YOUR ASSIGNMENT:
Report how many lines in the listing below include the string "HashSet", and write nothing more.

SOURCE DATA:

impl ExecutionEngine {
    pub fn new(
        config: Arc<IndexingConfig>,
        cache: AnalysisCache,
        provider: Arc<dyn AnalysisProvider>,
        root: Arc<DirectoryContext>,
    ) -> Self {
        Self {
            ctx: Arc::new(TaskCtx {
                config,
                cache,
                provider,
                root,
                llm_calls: AtomicUsize::new(0),
                non_compliant: AtomicUsize::new(0),
            }),
            progress: Arc::new(RwLock::new(ProgressSnapshot::default())),
        }
    }

    /// Current scheduler state
    pub fn progress(&self) -> ProgressSnapshot {
        self.progress.read().expect("progress poisoned").clone()
    }

    /// Walk the plan without dispatching anything
    pub fn preview(&self, plan: &ExecutionPlan) -> Result<PlanPreview> {
        let waves = plan.execution_waves()?;
        let mut order = Vec::with_capacity(plan.len());
        for wave in &waves {
            let mut ids: Vec<&AtomicTask> = wave.clone();
            ids.sort_by(|a, b| {
                b.priority.cmp(&a.priority).then(
                    a.estimated_duration_secs
                        .partial_cmp(&b.estimated_duration_secs)
                        .unwrap_or(std::cmp::Ordering::Equal),
                )
            });
            order.extend(ids.iter().map(|t| t.id.clone()));
        }
        Ok(PlanPreview {
            order,
            total_waves: waves.len(),
            counts_by_type: plan.counts_by_type(),
            expected_llm_calls: plan.expected_llm_calls,
            estimated_duration_secs: plan.estimated_duration_secs,
        })
    }

    /// Execute the plan to completion
    pub async fn execute(&self, plan: ExecutionPlan) -> Result<ExecutionResults> {
        let started = Instant::now();
        let total = plan.len();
        let continue_on_errors = self.ctx.config.error_handling.continue_on_file_errors;
        let semaphore = Arc::new(Semaphore::new(
            self.ctx.config.file_processing.max_concurrent_operations,
        ));

        let mut pending: HashMap<String, AtomicTask> =
            plan.tasks.into_iter().map(|t| (t.id.clone(), t)).collect();
        let mut completed: HashSet<String> = HashSet::new();
        // Truncation failures satisfy dependents; the artifact is simply
        // absent downstream
        let mut satisfied_failures: HashSet<String> = HashSet::new();
        let mut blocked: HashSet<String> = HashSet::new();

        let mut results = ExecutionResults::default();
        let mut join_set: JoinSet<(AtomicTask, Result<String>)> = JoinSet::new();
        let mut abort: Option<IndexError> = None;

        {
            let mut progress = self.progress.write().expect("progress poisoned");
            *progress = ProgressSnapshot {
                total,
                ..ProgressSnapshot::default()
            };
        }

        loop {
            if abort.is_none() {
                // Transitively skip tasks whose dependencies failed. A
                // truncated dependency blocks only its verification task;
                // everything else downstream still runs.
                loop {
                    let newly_skipped: Vec<String> = pending
                        .values()
                        .filter(|t| {
                            t.dependencies.iter().any(|d| blocked.contains(d))
                                || (matches!(
                                    t.task_type,
                                    TaskType::VerifyCacheFreshness | TaskType::VerifyKbFreshness
                                ) && t
                                    .dependencies
                                    .iter()
                                    .any(|d| satisfied_failures.contains(d)))
                        })
                        .map(|t| t.id.clone())
                        .collect();
                    if newly_skipped.is_empty() {
                        break;
                    }
                    for id in newly_skipped {
                        let task = pending.remove(&id).expect("skipped task pending");
                        warn!("Skipping {} (ancestor failed)", task.id);
                        blocked.insert(task.id.clone());
                        results.skipped.push(TaskOutcome {
                            id: task.id,
                            task_type: task.task_type,
                            target: task.target,
                            message: "ancestor_failed".into(),
                        });
                    }
                }

                // Dispatch everything ready, priority first; the semaphore
                // is FIFO so acquisition follows spawn order
                let mut ready: Vec<String> = pending
                    .values()
                    .filter(|t| {
                        t.dependencies
                            .iter()
                            .all(|d| completed.contains(d) || satisfied_failures.contains(d))
                    })
                    .map(|t| t.id.clone())
                    .collect();
                ready.sort_by(|a, b| {
                    let (ta, tb) = (&pending[a], &pending[b]);
                    tb.priority.cmp(&ta.priority).then(
                        ta.estimated_duration_secs
                            .partial_cmp(&tb.estimated_duration_secs)
                            .unwrap_or(std::cmp::Ordering::Equal),
                    )
                });

                {
                    let mut progress = self.progress.write().expect("progress poisoned");
                    progress.ready = ready.len();
                }

                for id in ready {
                    let task = pending.remove(&id).expect("ready task pending");
                    let ctx = self.ctx.clone();
                    let semaphore = semaphore.clone();
                    debug!("Dispatching {} ({:?})", task.id, task.task_type);
                    {
                        let mut progress = self.progress.write().expect("progress poisoned");
                        progress.running += 1;
                        progress.current.push(task.id.clone());
                    }
                    join_set.spawn(async move {
                        let _permit = semaphore
                            .acquire()
                            .await
                            .expect("semaphore closed while executing");
                        let outcome = run_task(&ctx, &task).await;
                        (task, outcome)
                    });
                }
            }

            let Some(joined) = join_set.join_next().await else {
                break;
            };

            let (task, outcome) = match joined {
                Ok(pair) => pair,
                Err(join_err) => {
                    error!("Task panicked: {}", join_err);
                    if !continue_on_errors && abort.is_none() {
                        abort = Some(IndexError::other(format!("task panicked: {}", join_err)));
                    }
                    continue;
                }
            };

            {
                let mut progress = self.progress.write().expect("progress poisoned");
                progress.running = progress.running.saturating_sub(1);
                progress.current.retain(|id| id != &task.id);
            }

            match outcome {
                Ok(message) => {
                    completed.insert(task.id.clone());
                    let done = {
                        let mut progress = self.progress.write().expect("progress poisoned");
                        progress.completed += 1;
                        progress.completed
                    };
                    let batch = self.ctx.config.file_processing.batch_size.max(1);
                    if done % batch == 0 || done == total {
                        info!("Progress: {}/{} tasks completed", done, total);
                    }
                    match task.task_type {
                        TaskType::AnalyzeFileLlm => results.files_processed += 1,
                        TaskType::CreateDirectoryKb => results.dirs_processed += 1,
                        TaskType::DeleteOrphanedFile | TaskType::DeleteOrphanedDirectory => {
                            results.files_deleted += 1
                        }
                        _ => {}
                    }
                    results.completed.push(TaskOutcome {
                        id: task.id,
                        task_type: task.task_type,
                        target: task.target,
                        message,
                    });
                }
                Err(err) => {
                    let truncation = err.is_truncation();
                    error!("Task {} failed: {}", task.id, err);
                    {
                        let mut progress = self.progress.write().expect("progress poisoned");
                        progress.failed += 1;
                    }
                    if truncation {
                        results.truncations += 1;
                        satisfied_failures.insert(task.id.clone());
                    } else {
                        blocked.insert(task.id.clone());
                        if !continue_on_errors && abort.is_none() {
                            abort = Some(err_for_abort(&err, &task));
                        }
                    }
                    results.failed.push(TaskOutcome {
                        id: task.id,
                        task_type: task.task_type,
                        target: task.target,
                        message: err.to_string(),
                    });
                }
            }
        }

        // Anything still pending when we stop dispatching is recorded as
        // skipped so the summary accounts for every task
        for (_, task) in pending.drain() {
            results.skipped.push(TaskOutcome {
                id: task.id,
                task_type: task.task_type,
                target: task.target,
                message: if abort.is_some() {
                    "run_aborted".into()
                } else {
                    "ancestor_failed".into()
                },
            });
        }

        {
            let mut progress = self.progress.write().expect("progress poisoned");
            progress.skipped = results.skipped.len();
            progress.ready = 0;
            progress.current.clear();
        }

        results.duration = started.elapsed();
        results.llm_calls_made = self.ctx.llm_calls.load(Ordering::Relaxed);
        results.non_compliant = self.ctx.non_compliant.load(Ordering::Relaxed);

        info!(
            "Run finished in {:?}: {} completed, {} failed, {} skipped, {} LLM calls",
            results.duration,
            results.completed.len(),
            results.failed.len(),
            results.skipped.len(),
            results.llm_calls_made
        );

        match abort {
            Some(err) => Err(err),
            None => Ok(results),
        }
    }
}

COMPLETED EXERCISE:
3